# Multimodal Embedding Models

## Setup

In [None]:
import io
import base64
import boto3
import json
import os
from PIL import Image
from typing import List

### Define an AWS Bedrock client for making API calls

In [None]:
session = boto3.Session()

# Note there is not any client configuration beyond the name of the service because of the environment variables set up in this notebook environment. How nice!
client = session.client("bedrock-runtime")

## Define helper methods for calling AWS Bedrock

### adapted from: [Classification with Image Embedding with AWS Bedrock Titan Multimodal and Vector DB](https://medium.com/@chikim79/classification-with-image-embedding-with-aws-bedrock-titan-multimodal-and-vector-db-5966cc456582)

In [None]:
def readFileAsBase64(file_path):
    with Image.open(file_path) as img:
        img = img.convert("RGB")  # Convert to RGB mode
        resized_img = img.resize((200,200)) # Resize the image so API calls don't fail
        buffered = io.BytesIO()
        resized_img.save(buffered, format="JPEG")
        base64_string = base64.b64encode(buffered.getvalue()).decode("utf8")
    return base64_string

def construct_bedrock_body(base64_string: str) -> str:
    """Construct the request body for the Bedrock API."""
    return json.dumps(
        {
            "inputImage": base64_string,
            "embeddingConfig": {"outputEmbeddingLength": 1024},
        }
    )

def get_image_embedding(file_path: str) -> List[float]:
    """Get image embedding from Bedrock API."""
    base64_string = readFileAsBase64(file_path)
    body = construct_bedrock_body(base64_string)

    try:
        response = client.invoke_model(
            body=body,
            modelId="amazon.titan-embed-image-v1",
            accept="application/json",
            contentType="application/json",
        )

        response_body = json.loads(response.get("body").read())
        return response_body["embedding"]
    except Exception as e:
        raise ValueError(f"Error raised by image embedding endpoint: {e}")

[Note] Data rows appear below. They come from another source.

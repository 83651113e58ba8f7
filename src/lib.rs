pub mod auth;
pub mod error;
pub mod export;
pub mod grid;
pub mod grouping;
pub mod handlers;
pub mod models;
pub mod openapi;
pub mod periods;
pub mod settings;
pub mod store;
pub mod validation;

use std::net::SocketAddr;
use std::sync::Arc;

use axum::{
    Router,
    routing::{get, post},
};
use handlers::{
    get_attendance_csv, get_attendance_report, get_attendance_summary, get_class_grid,
    get_class_schedule, healthz_live, healthz_ready, root, submit_attendance,
};
use tower_http::LatencyUnit;
use tower_http::trace::{DefaultMakeSpan, DefaultOnResponse, TraceLayer};
use tracing::{Level, info};
use utoipa::OpenApi;
use utoipa_swagger_ui::SwaggerUi;

use crate::export::CsvExporter;
use crate::handlers::{create_schedule, delete_schedule_group};
use crate::openapi::ApiDoc;
use crate::settings::Settings;
use crate::store::Store;

#[derive(Clone)]
pub struct AppState {
    pub settings: Settings,
    pub store: Arc<Store>,
    pub exporter: Arc<CsvExporter>,
}

pub async fn run() -> Result<(), Box<dyn std::error::Error>> {
    let settings = Settings::from_env()?;

    let env_filter = if settings.debug { "debug" } else { "info" };
    tracing_subscriber::fmt()
        .with_env_filter(env_filter)
        .without_time()
        .init();

    let state = AppState {
        settings: settings.clone(),
        store: Arc::new(Store::new()),
        exporter: Arc::new(CsvExporter::new()),
    };

    let app = build_router(state.clone());

    let addr = SocketAddr::from(([0, 0, 0, 0], state.settings.port));
    info!("Starting School Attendance API on {addr}");
    let listener = tokio::net::TcpListener::bind(addr).await?;
    axum::serve(listener, app).await?;
    Ok(())
}

pub fn build_router(state: AppState) -> Router {
    let trace_layer = TraceLayer::new_for_http()
        .make_span_with(DefaultMakeSpan::new().level(Level::INFO))
        .on_response(
            DefaultOnResponse::new()
                .level(Level::INFO)
                .latency_unit(LatencyUnit::Millis),
        );

    let mut router = Router::new()
        .route("/", get(root))
        .route("/healthz/live", get(healthz_live))
        .route("/healthz/ready", get(healthz_ready))
        .route(
            "/classes/{class}/schedule",
            get(get_class_schedule)
                .post(create_schedule)
                .delete(delete_schedule_group),
        )
        .route("/classes/{class}/grid", get(get_class_grid))
        .route("/classes/{class}/attendance", post(submit_attendance))
        .route("/attendance", get(get_attendance_report))
        .route("/attendance.csv", get(get_attendance_csv))
        .route("/attendance/summary", get(get_attendance_summary))
        .with_state(state.clone());

    if state.settings.enable_swagger {
        let openapi = ApiDoc::openapi();
        let swagger = SwaggerUi::new("/docs").url("/openapi.json", openapi);
        router = router.merge(swagger);
    }

    router.layer(trace_layer)
}
//! Synthetic shortcut combos.
//!
//! A combo is an ordered list of press/release steps.  Modifiers go down in
//! order, then the main key goes down and up, then the modifiers come up in
//! reverse order:
//!
//! ```text
//! Shift+Meta+R:  Shift↓  Meta↓  R↓  R↑  Meta↑  Shift↑
//! ```
//!
//! Every press has a matching later release, so the receiving side never sees
//! a stuck modifier.  The sink sends one synchronisation report after each
//! step; that part lives with the uinput writer in the daemon crate.

/// Linux key codes from `input-event-codes.h`.
const KEY_R: u16 = 19;
const KEY_T: u16 = 20;
const KEY_LEFTSHIFT: u16 = 42;
const KEY_LEFTMETA: u16 = 125;

/// The keys the virtual keyboard declares.
#[derive(Debug, Clone, Copy, PartialEq, Eq, Hash)]
pub enum ShortcutKey {
    LeftShift,
    LeftMeta,
    R,
    T,
}

impl ShortcutKey {
    /// The full capability set of the virtual keyboard.
    pub const ALL: [ShortcutKey; 4] = [
        ShortcutKey::LeftShift,
        ShortcutKey::LeftMeta,
        ShortcutKey::R,
        ShortcutKey::T,
    ];

    /// Linux key code for this key.
    pub fn code(self) -> u16 {
        match self {
            ShortcutKey::LeftShift => KEY_LEFTSHIFT,
            ShortcutKey::LeftMeta => KEY_LEFTMETA,
            ShortcutKey::R => KEY_R,
            ShortcutKey::T => KEY_T,
        }
    }
}

/// Key state change carried by one step.
#[derive(Debug, Clone, Copy, PartialEq, Eq)]
pub enum KeyAction {
    Press,
    Release,
}

impl KeyAction {
    /// `EV_KEY` value: 1 for press, 0 for release.
    pub fn value(self) -> i32 {
        match self {
            KeyAction::Press => 1,
            KeyAction::Release => 0,
        }
    }
}

/// One press or release inside a combo.
#[derive(Debug, Clone, Copy, PartialEq, Eq)]
pub struct ComboStep {
    pub key: ShortcutKey,
    pub action: KeyAction,
}

/// An ordered, symmetric sequence of key steps forming one shortcut.
#[derive(Debug, Clone, PartialEq, Eq)]
pub struct SyntheticCombo {
    steps: Vec<ComboStep>,
}

impl SyntheticCombo {
    /// Builds `modifiers... + main` as press-in-order, release-in-reverse.
    pub fn new(modifiers: &[ShortcutKey], main: ShortcutKey) -> Self {
        let press = |key| ComboStep { key, action: KeyAction::Press };
        let release = |key| ComboStep { key, action: KeyAction::Release };

        let steps = modifiers
            .iter()
            .copied()
            .map(press)
            .chain([press(main), release(main)])
            .chain(modifiers.iter().rev().copied().map(release))
            .collect();

        Self { steps }
    }

    /// Shift+Meta+R, sent by the camera key when there is no usable camera.
    pub fn camera_fallback() -> Self {
        Self::new(&[ShortcutKey::LeftShift, ShortcutKey::LeftMeta], ShortcutKey::R)
    }

    /// Shift+Meta+T, sent by the utility key.
    pub fn utility() -> Self {
        Self::new(&[ShortcutKey::LeftShift, ShortcutKey::LeftMeta], ShortcutKey::T)
    }

    pub fn steps(&self) -> &[ComboStep] {
        &self.steps
    }
}

// ── Tests ─────────────────────────────────────────────────────────────────────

## Generate the embedding from a sample image

In [None]:
embedding = get_image_embedding("../../images/mteb_leaderboard.png")

In [None]:
print(len(embedding))

## Exercises

- Take what you've learned from `embeddings/01_comparing_embeddings` and experiment with comparing emeddings images and/or text inputs.

### Discussion Questions

- Images and text "living" in the same semantic space is powerful! What are some of the implications for adding multimodal capability to an embedding model?
- Search around the Internet for other modalities that people are talking about. Do any other modalities look intriguing for your collections or materials?